RUSH: I just can’t take this man seriously, folks. I’m sorry. I listen and I want to laugh. Here’s a guy who thinks you’re paying too much for everything except gasoline. You’re paying too much for health care. You’re paying too much for tuition. You’re paying too much for education. You’re paying too much for this, too much for that. But not gasoline. Whatever amount that the gallon of gasoline might be reduced, it’s insignificant. It’s a gimmick. It’s a trick. Yet these are the people supposedly concerned with the dire economic consequences brought on by the Republicans. We’re not going to bring down gas prices easily, quickly? We’re not? We’re not even going to try? The only way to do it is to reduce demand over the long term?
No, it’s not. You can conservative out the wazoo, Senator, and you’re not going to produce any more. This is pathetic. We cannot afford this guy — I mean financially. Forget all the other ways. We just can’t afford him. The average American could not afford to pay for a Barack Obama presidency. It’s just no more complicated than that. Now another one of the wizards of smart. Thomas Friedman, New York Times, was on Scarborough’s show today, the cohost Willie Geist interviewed Friedman, said, ‘What’s the direction? I mean, we’ve heard so much about offshore drilling, all these short-term solution, where should we be headed as a country, [wizard of smart]? What’s the bottom line on all of this?’

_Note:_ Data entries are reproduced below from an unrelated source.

use std::collections::{BTreeMap, HashSet};

use crate::error::Result;
use crate::record::{Record, RecordId};

/// Persistence interface consumed by the import engine.
///
/// Writes are staged by `save` and made durable by `commit`. Reads through
/// the same store observe staged writes.
pub trait RecordStore {
    fn allocate_id(&mut self) -> Result<RecordId>;

    fn get(&self, id: RecordId) -> Result<Option<Record>>;

    fn find_by_name(&self, entity: &str, name: &str) -> Result<Option<Record>>;

    fn find_all(&self, entity: &str) -> Result<Vec<Record>>;

    /// Stages an insert or a replacement keyed by `record.id`.
    fn save(&mut self, record: &Record) -> Result<()>;

    fn commit(&mut self) -> Result<()>;

    /// Stages removal of every record whose entity is listed. Nothing is
    /// removed until the next `commit`.
    fn delete_all(&mut self, tables: &[String]) -> Result<()>;
}

/// In-memory store. Staged upserts live in an overlay keyed by id; staged
/// deletions hide every committed record of the entity until commit.
#[derive(Debug, Default)]
pub struct MemoryStore {
    next_id: u64,
    committed: BTreeMap<RecordId, Record>,
    overlay: BTreeMap<RecordId, Record>,
    deleted: HashSet<String>,
    commits: usize,
}

impl MemoryStore {
    pub fn new() -> Self {
        Self::default()
    }

    /// Number of successful commits that flushed at least one write.
    pub fn commit_count(&self) -> usize {
        self.commits
    }

    pub fn pending(&self) -> usize {
        self.overlay.len() + self.deleted.len()
    }

    pub fn rollback(&mut self) {
        self.overlay.clear();
        self.deleted.clear();
    }

    pub fn len(&self) -> usize {
        self.committed.len()
    }

    pub fn is_empty(&self) -> bool {
        self.committed.is_empty()
    }

    /// Committed records still visible: not replaced in the overlay and not
    /// wiped by a staged deletion.
    fn visible_committed(&self) -> impl Iterator<Item = &Record> {
        self.committed.values().filter(|record| {
            !self.overlay.contains_key(&record.id) && !self.deleted.contains(&record.entity)
        })
    }
}

impl RecordStore for MemoryStore {
    fn allocate_id(&mut self) -> Result<RecordId> {
        self.next_id += 1;
        Ok(RecordId(self.next_id))
    }

    fn get(&self, id: RecordId) -> Result<Option<Record>> {
        if let Some(record) = self.overlay.get(&id) {
            return Ok(Some(record.clone()));
        }
        Ok(self
            .committed
            .get(&id)
            .filter(|record| !self.deleted.contains(&record.entity))
            .cloned())
    }

    fn find_by_name(&self, entity: &str, name: &str) -> Result<Option<Record>> {
        Ok(self
            .overlay
            .values()
            .chain(self.visible_committed())
            .filter(|record| record.entity == entity && record.name() == Some(name))
            .min_by_key(|record| record.id)
            .cloned())
    }

    fn find_all(&self, entity: &str) -> Result<Vec<Record>> {
        let mut records: Vec<Record> = self
            .overlay
            .values()
            .chain(self.visible_committed())
            .filter(|record| record.entity == entity)
            .cloned()
            .collect();
        records.sort_by_key(|record| record.id);
        Ok(records)
    }

    fn save(&mut self, record: &Record) -> Result<()> {
        self.overlay.insert(record.id, record.clone());
        Ok(())
    }

    fn commit(&mut self) -> Result<()> {
        if self.overlay.is_empty() && self.deleted.is_empty() {
            return Ok(());
        }
        let deleted = std::mem::take(&mut self.deleted);
        self.committed
            .retain(|_, record| !deleted.contains(&record.entity));
        self.committed.append(&mut self.overlay);
        self.commits += 1;
        Ok(())
    }

    fn delete_all(&mut self, tables: &[String]) -> Result<()> {
        for table in tables {
            self.overlay.retain(|_, record| &record.entity != table);
            self.deleted.insert(table.clone());
        }
        Ok(())
    }
}

#[cfg(test)]
mod tests {
    use super::*;
    use crate::record::Value;

    fn named(store: &mut MemoryStore, entity: &str, name: &str) -> Record {
        let mut record = Record::new(store.allocate_id().unwrap(), entity);
        record.set_value("name", Value::Text(name.to_string()));
        record
    }

    #[test]
    fn staged_writes_are_visible_before_commit() {
        let mut store = MemoryStore::new();
        let tag = named(&mut store, "Tag", "Cloud");
        store.save(&tag).unwrap();
        assert!(store.is_empty());
        assert_eq!(store.find_by_name("Tag", "Cloud").unwrap(), Some(tag.clone()));
        store.commit().unwrap();
        assert_eq!(store.len(), 1);
        assert_eq!(store.commit_count(), 1);
        assert_eq!(store.get(tag.id).unwrap(), Some(tag));
    }

    #[test]
    fn save_replaces_by_id() {
        let mut store = MemoryStore::new();
        let mut tag = named(&mut store, "Tag", "Cloud");
        store.save(&tag).unwrap();
        tag.add_link("SoftMain", RecordId(99));
        store.save(&tag).unwrap();
        store.commit().unwrap();
        assert_eq!(store.find_all("Tag").unwrap(), vec![tag]);
    }

    #[test]
    fn rollback_drops_staged_writes() {
        let mut store = MemoryStore::new();
        let tag = named(&mut store, "Tag", "Cloud");
        store.save(&tag).unwrap();
        store.rollback();
        store.commit().unwrap();
        assert!(store.is_empty());
        assert_eq!(store.commit_count(), 0);
    }

    #[test]
    fn saves_after_delete_all_survive_the_commit() {
        let mut store = MemoryStore::new();
        let old = named(&mut store, "Tag", "Cloud");
        store.save(&old).unwrap();
        store.commit().unwrap();

        store.delete_all(&["Tag".to_string()]).unwrap();
        assert_eq!(store.get(old.id).unwrap(), None);
        let fresh = named(&mut store, "Tag", "Cloud");
        store.save(&fresh).unwrap();
        assert_eq!(store.find_by_name("Tag", "Cloud").unwrap(), Some(fresh.clone()));
        store.commit().unwrap();
        assert_eq!(store.find_all("Tag").unwrap(), vec![fresh]);
        assert_eq!(store.pending(), 0);
    }

    #[test]
    fn staged_replacement_hides_the_committed_copy() {
        let mut store = MemoryStore::new();
        let mut tag = named(&mut store, "Tag", "Cloud");
        store.save(&tag).unwrap();
        store.commit().unwrap();
        tag.set_value("name", Value::Text("Sky".to_string()));
        store.save(&tag).unwrap();
        assert!(store.find_by_name("Tag", "Cloud").unwrap().is_none());
        assert_eq!(store.find_all("Tag").unwrap(), vec![tag]);
    }

    #[test]
    fn delete_all_only_touches_listed_entities() {
        let mut store = MemoryStore::new();
        let tag = named(&mut store, "Tag", "Cloud");
        let soft = named(&mut store, "SoftMain", "Nextcloud");
        store.save(&tag).unwrap();
        store.save(&soft).unwrap();
        store.commit().unwrap();
        store.delete_all(&["Tag".to_string()]).unwrap();
        assert_eq!(store.len(), 2);
        store.commit().unwrap();
        assert_eq!(store.find_all("Tag").unwrap(), vec![]);
        assert_eq!(store.find_all("SoftMain").unwrap(), vec![soft]);
    }
}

FRIEDMAN: It’s a policy that first of all starts with incentives for what I call radical ‘innovation,’ that’s gonna give us abundant, cheap, clean, reliable electrons. For that, you need really the market signals — gasoline tax, carbon tax — that will stimulate a hundred thousand-man patent projects in a hundred thousand garages. Second thing you need is dramatic improvements in energy efficiency. That’s standards for refrigerators and lightbulbs and mileage standards so we don’t need so many electrons. And third, you’re going to need conservation. How about going back to driving 55 miles an hour? You can save millions of gallons just there.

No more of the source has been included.